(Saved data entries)
****************************************
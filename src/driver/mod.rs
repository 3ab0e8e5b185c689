//! Controller side of the protocol.

/// Typed client over a [`crate::PageChannel`].
pub mod client;
use crate::composition::model::wire_fps;
use crate::composition::props::{empty_props, merge_props};
use crate::composition::schema::PropsSchema;
use crate::foundation::core::{Canvas, Fps};
use crate::foundation::error::{DriveError, DriveResult};
use crate::page::scene::{LayerScene, Scene};
use anyhow::Context as _;
use serde::Deserialize;
use serde_json::Value;
use std::fmt;
use std::path::{Path, PathBuf};
use std::sync::Arc;

/// File name of the bundle manifest inside a bundle directory.
pub const BUNDLE_MANIFEST: &str = "bundle.json";

/// Hook computing final props from merged default + input props.
pub type CalculateProps = Arc<dyn Fn(&Value) -> DriveResult<Value> + Send + Sync>;

/// A composition registered by page content.
#[derive(Clone)]
pub struct CompositionEntry {
    /// Unique identifier.
    pub id: String,
    /// Output size.
    pub canvas: Canvas,
    /// Frames per second.
    pub fps: Fps,
    /// Duration in frames.
    pub duration_in_frames: u64,
    /// Props used when no input props override them.
    pub default_props: Value,
    /// Schema both default and resolved props must satisfy.
    pub schema: PropsSchema,
    scene: Arc<dyn Scene>,
    calculate: Option<CalculateProps>,
}

impl fmt::Debug for CompositionEntry {
    fn fmt(&self, f: &mut fmt::Formatter<'_>) -> fmt::Result {
        f.debug_struct("CompositionEntry")
            .field("id", &self.id)
            .field("canvas", &self.canvas)
            .field("fps", &self.fps)
            .field("duration_in_frames", &self.duration_in_frames)
            .field("default_props", &self.default_props)
            .field("schema", &self.schema)
            .field("calculate", &self.calculate.is_some())
            .finish_non_exhaustive()
    }
}

impl CompositionEntry {
    /// Register `scene` under `id`, with empty default props and a permissive schema.
    pub fn new(
        id: impl Into<String>,
        canvas: Canvas,
        fps: Fps,
        duration_in_frames: u64,
        scene: Arc<dyn Scene>,
    ) -> Self {
        Self {
            id: id.into(),
            canvas,
            fps,
            duration_in_frames,
            default_props: empty_props(),
            schema: PropsSchema::permissive(),
            scene,
            calculate: None,
        }
    }

    /// Set default props.
    pub fn with_default_props(mut self, props: Value) -> Self {
        self.default_props = props;
        self
    }

    /// Set the props schema.
    pub fn with_schema(mut self, schema: PropsSchema) -> Self {
        self.schema = schema;
        self
    }

    /// Set a hook applied after merging default and input props.
    pub fn with_calculate(
        mut self,
        f: impl Fn(&Value) -> DriveResult<Value> + Send + Sync + 'static,
    ) -> Self {
        self.calculate = Some(Arc::new(f));
        self
    }

    /// Scene rendering this composition.
    pub fn scene(&self) -> &Arc<dyn Scene> {
        &self.scene
    }

    /// Check the registration invariants.
    pub fn validate(&self) -> DriveResult<()> {
        if self.id.is_empty() {
            return Err(DriveError::validation("composition id must be non-empty"));
        }
        Canvas::new(self.canvas.width, self.canvas.height)?;
        Fps::new(self.fps.num, self.fps.den).map_err(|_| {
            DriveError::validation(format!("composition '{}' fps must be > 0", self.id))
        })?;
        if self.duration_in_frames == 0 {
            return Err(DriveError::validation(format!(
                "composition '{}' durationInFrames must be > 0",
                self.id
            )));
        }
        if !self.default_props.is_object() {
            return Err(DriveError::validation(format!(
                "composition '{}' defaultProps must be a JSON object",
                self.id
            )));
        }
        Ok(())
    }

    /// Validate props against this composition's schema.
    pub fn check_props(&self, props: &Value) -> DriveResult<()> {
        self.schema
            .validate(props)
            .map_err(|e| DriveError::schema(format!("composition '{}': {e}", self.id)))
    }

    /// Merge default and input props, apply the calculate hook, then validate.
    pub fn resolve_props(&self, input: &Value) -> DriveResult<Value> {
        let mut props = merge_props(&self.default_props, input);
        if let Some(calc) = &self.calculate {
            props = calc(&props)?;
        }
        self.check_props(&props)?;
        Ok(props)
    }
}

/// Page content: the compositions a page registers, plus the root assets resolve against.
#[derive(Debug, Default)]
pub struct Bundle {
    root: PathBuf,
    entries: Vec<CompositionEntry>,
}

#[derive(Debug, Deserialize)]
#[serde(rename_all = "camelCase", deny_unknown_fields)]
struct BundleDef {
    #[serde(default)]
    compositions: Vec<CompositionDef>,
}

#[derive(Debug, Deserialize)]
#[serde(rename_all = "camelCase", deny_unknown_fields)]
struct CompositionDef {
    id: String,
    width: u32,
    height: u32,
    #[serde(with = "wire_fps")]
    fps: Fps,
    duration_in_frames: u64,
    #[serde(default = "empty_props")]
    default_props: Value,
    #[serde(default = "PropsSchema::permissive")]
    schema: PropsSchema,
    #[serde(default)]
    scene: LayerScene,
}

impl Bundle {
    /// An empty bundle whose assets resolve against `root`.
    pub fn new(root: impl Into<PathBuf>) -> Self {
        Self {
            root: root.into(),
            entries: Vec::new(),
        }
    }

    /// Load `<dir>/bundle.json`.
    pub fn from_dir(dir: &Path) -> DriveResult<Self> {
        let path = dir.join(BUNDLE_MANIFEST);
        let json = std::fs::read_to_string(&path)
            .with_context(|| format!("read bundle manifest '{}'", path.display()))?;
        Self::from_json(&json, dir)
    }

    /// Parse a bundle manifest; assets resolve against `root`.
    pub fn from_json(json: &str, root: &Path) -> DriveResult<Self> {
        let def: BundleDef = serde_json::from_str(json)
            .map_err(|e| DriveError::serde(format!("invalid bundle manifest: {e}")))?;
        let mut bundle = Self::new(root);
        for c in def.compositions {
            c.scene.validate().map_err(|e| {
                DriveError::validation(format!("composition '{}' scene: {}", c.id, e.message()))
            })?;
            let entry = CompositionEntry::new(
                c.id,
                Canvas {
                    width: c.width,
                    height: c.height,
                },
                c.fps,
                c.duration_in_frames,
                Arc::new(c.scene),
            )
            .with_default_props(c.default_props)
            .with_schema(c.schema);
            bundle.register(entry)?;
        }
        Ok(bundle)
    }

    /// Register a composition. Ids must be unique; registration order is discovery order.
    pub fn register(&mut self, entry: CompositionEntry) -> DriveResult<()> {
        entry.validate()?;
        if self.get(&entry.id).is_some() {
            return Err(DriveError::validation(format!(
                "composition '{}' is registered twice",
                entry.id
            )));
        }
        self.entries.push(entry);
        Ok(())
    }

    /// Builder-style [`Bundle::register`].
    pub fn with(mut self, entry: CompositionEntry) -> DriveResult<Self> {
        self.register(entry)?;
        Ok(self)
    }

    /// Registered compositions in discovery order.
    pub fn entries(&self) -> &[CompositionEntry] {
        &self.entries
    }

    /// Look up a composition by id.
    pub fn get(&self, id: &str) -> Option<&CompositionEntry> {
        self.entries.iter().find(|e| e.id == id)
    }

    /// Directory assets resolve against.
    pub fn root(&self) -> &Path {
        &self.root
    }
}

#[cfg(test)]
#[path = "../../tests/unit/page/bundle.rs"]
mod tests;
****************************************
### Work instructions
Working from the data above, extract solely the lines from the one containing "self.check_props(&props)?;" through the one containing "let json = std::fs::read_to_string(&path)", exactly as they appear, both included.

### Written answer
        self.check_props(&props)?;
        Ok(props)
    }
}

/// Page content: the compositions a page registers, plus the root assets resolve against.
#[derive(Debug, Default)]
pub struct Bundle {
    root: PathBuf,
    entries: Vec<CompositionEntry>,
}

#[derive(Debug, Deserialize)]
#[serde(rename_all = "camelCase", deny_unknown_fields)]
struct BundleDef {
    #[serde(default)]
    compositions: Vec<CompositionDef>,
}

#[derive(Debug, Deserialize)]
#[serde(rename_all = "camelCase", deny_unknown_fields)]
struct CompositionDef {
    id: String,
    width: u32,
    height: u32,
    #[serde(with = "wire_fps")]
    fps: Fps,
    duration_in_frames: u64,
    #[serde(default = "empty_props")]
    default_props: Value,
    #[serde(default = "PropsSchema::permissive")]
    schema: PropsSchema,
    #[serde(default)]
    scene: LayerScene,
}

impl Bundle {
    /// An empty bundle whose assets resolve against `root`.
    pub fn new(root: impl Into<PathBuf>) -> Self {
        Self {
            root: root.into(),
            entries: Vec::new(),
        }
    }

    /// Load `<dir>/bundle.json`.
    pub fn from_dir(dir: &Path) -> DriveResult<Self> {
        let path = dir.join(BUNDLE_MANIFEST);
        let json = std::fs::read_to_string(&path)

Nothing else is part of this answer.